▸ How to complete this task: Which lines in the records below contain the word "Thread"? Copy each one out.

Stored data
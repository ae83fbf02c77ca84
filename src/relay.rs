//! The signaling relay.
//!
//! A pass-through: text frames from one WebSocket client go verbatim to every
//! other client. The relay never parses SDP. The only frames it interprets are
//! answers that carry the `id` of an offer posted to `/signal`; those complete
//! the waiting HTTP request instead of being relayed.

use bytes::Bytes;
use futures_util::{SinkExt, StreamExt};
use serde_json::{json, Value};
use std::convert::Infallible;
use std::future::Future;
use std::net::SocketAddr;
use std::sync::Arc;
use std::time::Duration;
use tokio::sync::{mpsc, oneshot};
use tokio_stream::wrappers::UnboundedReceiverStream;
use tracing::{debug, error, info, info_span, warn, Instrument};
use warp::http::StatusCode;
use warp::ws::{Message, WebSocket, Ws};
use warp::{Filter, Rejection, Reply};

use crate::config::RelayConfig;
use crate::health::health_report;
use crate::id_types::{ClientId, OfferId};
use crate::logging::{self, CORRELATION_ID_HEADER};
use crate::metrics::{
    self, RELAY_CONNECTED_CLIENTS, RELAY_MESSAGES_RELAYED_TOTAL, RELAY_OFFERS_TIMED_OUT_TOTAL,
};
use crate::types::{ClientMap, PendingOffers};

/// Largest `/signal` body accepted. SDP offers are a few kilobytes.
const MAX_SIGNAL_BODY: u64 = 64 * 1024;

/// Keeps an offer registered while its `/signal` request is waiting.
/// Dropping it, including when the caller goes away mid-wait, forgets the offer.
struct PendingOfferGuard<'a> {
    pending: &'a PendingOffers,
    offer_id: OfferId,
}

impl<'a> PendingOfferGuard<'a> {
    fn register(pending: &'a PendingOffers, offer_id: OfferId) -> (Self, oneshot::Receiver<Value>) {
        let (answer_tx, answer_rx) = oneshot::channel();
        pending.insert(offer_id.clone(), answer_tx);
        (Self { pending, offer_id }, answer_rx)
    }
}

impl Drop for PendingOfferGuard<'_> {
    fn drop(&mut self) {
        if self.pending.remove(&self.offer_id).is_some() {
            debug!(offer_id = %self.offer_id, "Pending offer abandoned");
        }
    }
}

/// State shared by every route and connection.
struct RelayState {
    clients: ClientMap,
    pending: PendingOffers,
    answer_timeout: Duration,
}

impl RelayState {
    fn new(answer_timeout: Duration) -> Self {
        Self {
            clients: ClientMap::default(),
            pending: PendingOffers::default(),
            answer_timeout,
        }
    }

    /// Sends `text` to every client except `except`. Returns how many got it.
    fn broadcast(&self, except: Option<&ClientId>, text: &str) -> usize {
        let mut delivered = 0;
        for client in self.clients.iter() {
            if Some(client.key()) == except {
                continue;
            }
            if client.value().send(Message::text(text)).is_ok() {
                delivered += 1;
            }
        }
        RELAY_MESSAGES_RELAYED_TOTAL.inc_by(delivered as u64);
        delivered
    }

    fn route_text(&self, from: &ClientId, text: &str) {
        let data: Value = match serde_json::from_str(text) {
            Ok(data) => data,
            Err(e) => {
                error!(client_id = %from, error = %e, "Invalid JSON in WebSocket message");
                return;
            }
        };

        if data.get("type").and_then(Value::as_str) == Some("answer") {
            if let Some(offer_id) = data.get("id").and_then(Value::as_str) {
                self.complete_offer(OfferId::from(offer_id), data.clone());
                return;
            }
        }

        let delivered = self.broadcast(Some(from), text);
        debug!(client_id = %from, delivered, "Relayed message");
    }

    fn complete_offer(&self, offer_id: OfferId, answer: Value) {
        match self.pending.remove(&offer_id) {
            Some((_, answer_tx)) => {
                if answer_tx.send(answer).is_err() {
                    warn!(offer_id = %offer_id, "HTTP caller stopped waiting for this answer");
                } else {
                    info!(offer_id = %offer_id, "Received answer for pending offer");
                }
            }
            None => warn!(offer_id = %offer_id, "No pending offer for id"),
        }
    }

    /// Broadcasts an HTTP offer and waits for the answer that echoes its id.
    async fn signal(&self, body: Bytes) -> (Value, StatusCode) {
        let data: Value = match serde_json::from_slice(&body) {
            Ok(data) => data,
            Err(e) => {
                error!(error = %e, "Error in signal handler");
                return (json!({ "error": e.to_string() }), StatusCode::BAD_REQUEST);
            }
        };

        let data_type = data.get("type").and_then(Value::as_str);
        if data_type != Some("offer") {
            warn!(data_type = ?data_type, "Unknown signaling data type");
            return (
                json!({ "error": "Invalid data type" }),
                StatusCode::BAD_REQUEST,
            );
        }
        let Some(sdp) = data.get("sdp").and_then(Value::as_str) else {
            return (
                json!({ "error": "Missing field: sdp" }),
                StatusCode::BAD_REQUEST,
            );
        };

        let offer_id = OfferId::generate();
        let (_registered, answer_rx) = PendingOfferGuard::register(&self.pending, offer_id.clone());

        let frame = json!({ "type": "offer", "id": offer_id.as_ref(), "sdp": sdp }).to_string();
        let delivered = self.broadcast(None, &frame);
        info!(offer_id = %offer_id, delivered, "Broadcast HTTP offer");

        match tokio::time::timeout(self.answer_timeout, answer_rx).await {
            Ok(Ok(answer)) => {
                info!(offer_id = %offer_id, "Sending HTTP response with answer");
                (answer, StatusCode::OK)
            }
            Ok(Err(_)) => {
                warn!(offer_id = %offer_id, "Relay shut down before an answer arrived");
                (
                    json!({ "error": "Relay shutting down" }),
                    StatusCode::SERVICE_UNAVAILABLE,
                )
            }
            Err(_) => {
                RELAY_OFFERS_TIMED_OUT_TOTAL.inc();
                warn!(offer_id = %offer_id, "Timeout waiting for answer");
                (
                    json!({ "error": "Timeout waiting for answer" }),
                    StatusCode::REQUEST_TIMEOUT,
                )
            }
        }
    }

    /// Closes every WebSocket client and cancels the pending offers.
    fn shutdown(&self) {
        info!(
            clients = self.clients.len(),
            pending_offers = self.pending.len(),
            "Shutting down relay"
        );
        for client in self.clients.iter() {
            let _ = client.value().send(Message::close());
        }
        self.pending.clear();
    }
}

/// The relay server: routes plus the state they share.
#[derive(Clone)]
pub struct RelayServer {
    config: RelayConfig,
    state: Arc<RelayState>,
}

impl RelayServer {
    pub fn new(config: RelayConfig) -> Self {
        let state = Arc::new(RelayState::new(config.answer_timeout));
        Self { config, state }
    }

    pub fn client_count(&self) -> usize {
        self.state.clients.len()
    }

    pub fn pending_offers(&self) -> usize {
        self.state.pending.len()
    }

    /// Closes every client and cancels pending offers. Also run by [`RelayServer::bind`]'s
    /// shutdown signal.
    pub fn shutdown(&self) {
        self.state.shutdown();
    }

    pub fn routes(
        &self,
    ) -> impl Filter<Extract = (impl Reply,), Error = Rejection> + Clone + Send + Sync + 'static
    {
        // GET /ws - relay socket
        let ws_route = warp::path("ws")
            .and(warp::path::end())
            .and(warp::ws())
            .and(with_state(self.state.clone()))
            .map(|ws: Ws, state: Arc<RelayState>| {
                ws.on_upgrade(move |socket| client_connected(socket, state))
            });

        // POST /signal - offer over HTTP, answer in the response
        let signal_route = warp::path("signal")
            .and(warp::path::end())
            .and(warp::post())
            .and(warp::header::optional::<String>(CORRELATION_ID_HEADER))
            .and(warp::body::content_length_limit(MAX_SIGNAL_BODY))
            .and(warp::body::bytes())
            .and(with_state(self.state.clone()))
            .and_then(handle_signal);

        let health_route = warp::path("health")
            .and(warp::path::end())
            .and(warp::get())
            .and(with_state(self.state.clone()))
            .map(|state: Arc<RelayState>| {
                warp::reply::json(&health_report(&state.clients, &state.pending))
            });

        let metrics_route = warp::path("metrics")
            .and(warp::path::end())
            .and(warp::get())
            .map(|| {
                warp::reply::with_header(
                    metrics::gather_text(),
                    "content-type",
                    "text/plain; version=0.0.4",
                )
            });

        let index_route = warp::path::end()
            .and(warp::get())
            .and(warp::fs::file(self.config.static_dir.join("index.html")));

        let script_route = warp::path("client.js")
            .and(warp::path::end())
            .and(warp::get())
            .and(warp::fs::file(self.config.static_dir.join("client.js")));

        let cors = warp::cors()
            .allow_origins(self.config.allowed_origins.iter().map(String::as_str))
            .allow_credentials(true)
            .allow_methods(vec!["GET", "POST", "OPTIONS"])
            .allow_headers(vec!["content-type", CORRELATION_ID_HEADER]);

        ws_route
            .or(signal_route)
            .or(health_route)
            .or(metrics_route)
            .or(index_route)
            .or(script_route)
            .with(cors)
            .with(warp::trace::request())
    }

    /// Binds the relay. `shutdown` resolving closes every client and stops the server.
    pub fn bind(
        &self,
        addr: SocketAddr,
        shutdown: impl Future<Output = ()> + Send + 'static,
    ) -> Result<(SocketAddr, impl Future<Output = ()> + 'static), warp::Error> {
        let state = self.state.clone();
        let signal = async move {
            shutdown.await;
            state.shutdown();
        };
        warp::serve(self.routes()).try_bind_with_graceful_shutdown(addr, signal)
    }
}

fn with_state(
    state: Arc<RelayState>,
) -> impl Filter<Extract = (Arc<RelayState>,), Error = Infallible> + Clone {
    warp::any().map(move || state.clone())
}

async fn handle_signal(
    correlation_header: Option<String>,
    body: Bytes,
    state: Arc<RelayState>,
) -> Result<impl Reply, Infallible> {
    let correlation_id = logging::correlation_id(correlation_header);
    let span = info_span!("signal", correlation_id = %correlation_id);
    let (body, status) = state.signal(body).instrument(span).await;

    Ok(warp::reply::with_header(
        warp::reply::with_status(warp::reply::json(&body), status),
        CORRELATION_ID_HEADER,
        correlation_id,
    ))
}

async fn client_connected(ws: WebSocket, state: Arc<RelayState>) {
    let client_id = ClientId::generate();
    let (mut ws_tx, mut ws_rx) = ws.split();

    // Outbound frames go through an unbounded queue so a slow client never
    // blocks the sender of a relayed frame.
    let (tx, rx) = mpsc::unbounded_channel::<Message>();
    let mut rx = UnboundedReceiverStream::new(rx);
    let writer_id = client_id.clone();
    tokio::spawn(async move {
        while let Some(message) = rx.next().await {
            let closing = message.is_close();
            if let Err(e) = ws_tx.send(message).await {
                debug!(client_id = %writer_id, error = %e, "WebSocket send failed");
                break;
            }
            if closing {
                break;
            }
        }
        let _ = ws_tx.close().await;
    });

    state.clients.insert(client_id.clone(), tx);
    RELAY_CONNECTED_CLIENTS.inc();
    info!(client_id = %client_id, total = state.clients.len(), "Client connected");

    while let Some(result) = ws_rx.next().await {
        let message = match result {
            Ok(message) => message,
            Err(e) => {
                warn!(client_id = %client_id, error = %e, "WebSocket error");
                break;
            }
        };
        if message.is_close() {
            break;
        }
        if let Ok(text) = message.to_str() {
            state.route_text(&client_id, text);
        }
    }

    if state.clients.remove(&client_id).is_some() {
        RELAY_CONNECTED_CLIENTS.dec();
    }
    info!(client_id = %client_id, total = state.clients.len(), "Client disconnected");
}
* * *
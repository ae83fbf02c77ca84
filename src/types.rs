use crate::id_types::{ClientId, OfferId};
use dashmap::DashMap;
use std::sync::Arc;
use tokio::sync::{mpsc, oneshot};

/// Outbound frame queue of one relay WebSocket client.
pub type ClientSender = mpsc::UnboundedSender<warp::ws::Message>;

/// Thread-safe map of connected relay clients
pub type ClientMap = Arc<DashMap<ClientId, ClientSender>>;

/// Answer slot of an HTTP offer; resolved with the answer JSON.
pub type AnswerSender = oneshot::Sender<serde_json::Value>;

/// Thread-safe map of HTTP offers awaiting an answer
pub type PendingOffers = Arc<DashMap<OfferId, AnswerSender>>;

▸ Written response:
/// Thread-safe map of connected relay clients
/// Thread-safe map of HTTP offers awaiting an answer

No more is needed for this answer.